(Dataset records begins)

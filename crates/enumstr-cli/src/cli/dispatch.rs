//! Dispatch logic: extract params from ArgMatches and convert to command args.
//!
//! `*Params` mirror the raw flags; the `From` impls turn them into the
//! library configuration each command runs with.

use std::path::PathBuf;

use clap::ArgMatches;

use enumstr_lib::{NameOptions, RustEmitConfig, SelectionPolicy, Visibility};

use super::ColorChoice;
use crate::commands::generate::GenerateArgs;
use crate::commands::plan::PlanArgs;

/// Flags shared by every command.
pub struct InputParams {
    pub input: PathBuf,
    pub types: Vec<String>,
    pub trim_prefix: Option<String>,
    pub use_labels: bool,
    pub max_split_runs: Option<usize>,
}

impl InputParams {
    pub fn from_matches(m: &ArgMatches) -> Self {
        Self {
            input: m.get_one::<PathBuf>("input").cloned().unwrap_or_default(),
            types: m
                .get_many::<String>("types")
                .map(|values| values.cloned().collect())
                .unwrap_or_default(),
            trim_prefix: m.get_one::<String>("trim_prefix").cloned(),
            use_labels: m.get_flag("use_labels"),
            max_split_runs: m.get_one::<usize>("max_split_runs").copied(),
        }
    }

    fn names(&self) -> NameOptions {
        let names = NameOptions::new().use_labels(self.use_labels);
        match &self.trim_prefix {
            Some(prefix) => names.trim_prefix(prefix.as_str()),
            None => names,
        }
    }

    fn policy(&self) -> SelectionPolicy {
        match self.max_split_runs {
            Some(value) => SelectionPolicy::new().max_split_runs(value),
            None => SelectionPolicy::default(),
        }
    }
}

pub struct GenerateParams {
    pub input: InputParams,
    pub fn_name: Option<String>,
    pub visibility: Visibility,
    pub display: bool,
    pub output: Option<PathBuf>,
    pub write: bool,
}

impl GenerateParams {
    pub fn from_matches(m: &ArgMatches) -> Self {
        Self {
            input: InputParams::from_matches(m),
            fn_name: m.get_one::<String>("fn_name").cloned(),
            visibility: parse_visibility(m),
            display: m.get_flag("display"),
            output: m.get_one::<PathBuf>("output").cloned(),
            write: m.get_flag("write"),
        }
    }
}

impl From<GenerateParams> for GenerateArgs {
    fn from(p: GenerateParams) -> Self {
        let mut rust = RustEmitConfig::new()
            .visibility(p.visibility)
            .display_impl(p.display);
        if let Some(name) = p.fn_name {
            rust = rust.fn_name(name);
        }
        Self {
            names: p.input.names(),
            policy: p.input.policy(),
            input: p.input.input,
            types: p.input.types,
            rust,
            output: p.output,
            write: p.write,
        }
    }
}

pub struct PlanParams {
    pub input: InputParams,
    pub color: ColorChoice,
}

impl PlanParams {
    pub fn from_matches(m: &ArgMatches) -> Self {
        Self {
            input: InputParams::from_matches(m),
            color: parse_color(m),
        }
    }
}

impl From<PlanParams> for PlanArgs {
    fn from(p: PlanParams) -> Self {
        Self {
            names: p.input.names(),
            policy: p.input.policy(),
            input: p.input.input,
            types: p.input.types,
            color: p.color.should_colorize(),
        }
    }
}

fn parse_color(m: &ArgMatches) -> ColorChoice {
    match m.get_one::<String>("color").map(|s| s.as_str()) {
        Some("always") => ColorChoice::Always,
        Some("never") => ColorChoice::Never,
        _ => ColorChoice::Auto,
    }
}

fn parse_visibility(m: &ArgMatches) -> Visibility {
    match m.get_one::<String>("visibility").map(|s| s.as_str()) {
        Some("crate") => Visibility::Crate,
        Some("private") => Visibility::Private,
        _ => Visibility::Public,
    }
}
mod cli;
mod commands;
mod tracing_config;

use cli::{GenerateParams, PlanParams, build_cli};

fn main() {
    tracing_config::init_tracing();

    let matches = build_cli().get_matches();

    match matches.subcommand() {
        Some(("generate", m)) => {
            let params = GenerateParams::from_matches(m);
            commands::generate::run(params.into());
        }
        Some(("plan", m)) => {
            let params = PlanParams::from_matches(m);
            commands::plan::run(params.into());
        }
        _ => unreachable!("clap should have caught this"),
    }
}
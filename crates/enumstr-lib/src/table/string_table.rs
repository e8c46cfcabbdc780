//! Concatenated name blob with a byte-offset index.
//!
//! Names are stored back to back with no separators. The offset index has
//! one entry per name plus a trailing sentinel, so name `k` is
//! `blob[offsets[k]..offsets[k + 1]]`.

use enumstr_core::IntRepr;

/// Names of one run, flattened into a blob plus offsets.
#[derive(Debug, Clone, PartialEq, Eq)]
pub struct StringTable {
    blob: String,
    offsets: Vec<usize>,
}

impl StringTable {
    pub fn blob(&self) -> &str {
        &self.blob
    }

    /// Byte offsets, `len() + 1` entries, starting at 0.
    pub fn offsets(&self) -> &[usize] {
        &self.offsets
    }

    /// Number of names.
    pub fn len(&self) -> usize {
        self.offsets.len() - 1
    }

    pub fn is_empty(&self) -> bool {
        self.len() == 0
    }

    /// Name at `idx`, slicing the blob between two offsets.
    pub fn get(&self, idx: usize) -> Option<&str> {
        let start = *self.offsets.get(idx)?;
        let end = *self.offsets.get(idx + 1)?;
        self.blob.get(start..end)
    }

    pub fn iter(&self) -> impl Iterator<Item = &str> + '_ {
        self.offsets.windows(2).map(|w| &self.blob[w[0]..w[1]])
    }

    /// Narrowest unsigned type that holds every offset.
    pub fn index_width(&self) -> IntRepr {
        width_for_len(self.blob.len())
    }
}

/// Narrowest unsigned representation for offsets up to `len`.
pub fn width_for_len(len: usize) -> IntRepr {
    if len <= u8::MAX as usize {
        IntRepr::U8
    } else if len <= u16::MAX as usize {
        IntRepr::U16
    } else if len as u64 <= u32::MAX as u64 {
        IntRepr::U32
    } else {
        IntRepr::U64
    }
}

/// Accumulates names in order and produces a [`StringTable`].
#[derive(Debug)]
pub struct StringTableBuilder {
    blob: String,
    offsets: Vec<usize>,
}

impl StringTableBuilder {
    pub fn new() -> Self {
        Self {
            blob: String::new(),
            offsets: vec![0],
        }
    }

    /// Append a name, returning its index.
    pub fn push(&mut self, name: &str) -> usize {
        self.blob.push_str(name);
        self.offsets.push(self.blob.len());
        self.offsets.len() - 2
    }

    /// Number of names pushed so far.
    pub fn len(&self) -> usize {
        self.offsets.len() - 1
    }

    pub fn is_empty(&self) -> bool {
        self.len() == 0
    }

    pub fn build(self) -> StringTable {
        StringTable {
            blob: self.blob,
            offsets: self.offsets,
        }
    }
}

impl Default for StringTableBuilder {
    fn default() -> Self {
        Self::new()
    }
}

impl<'s> FromIterator<&'s str> for StringTable {
    fn from_iter<I: IntoIterator<Item = &'s str>>(iter: I) -> Self {
        let mut builder = StringTableBuilder::new();
        for name in iter {
            builder.push(name);
        }
        builder.build()
    }
}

(Dataset records ends)

* **Required work**: Only a number is wanted here: how many lines of the records above hold the word "commands".

* **Answer space**: 5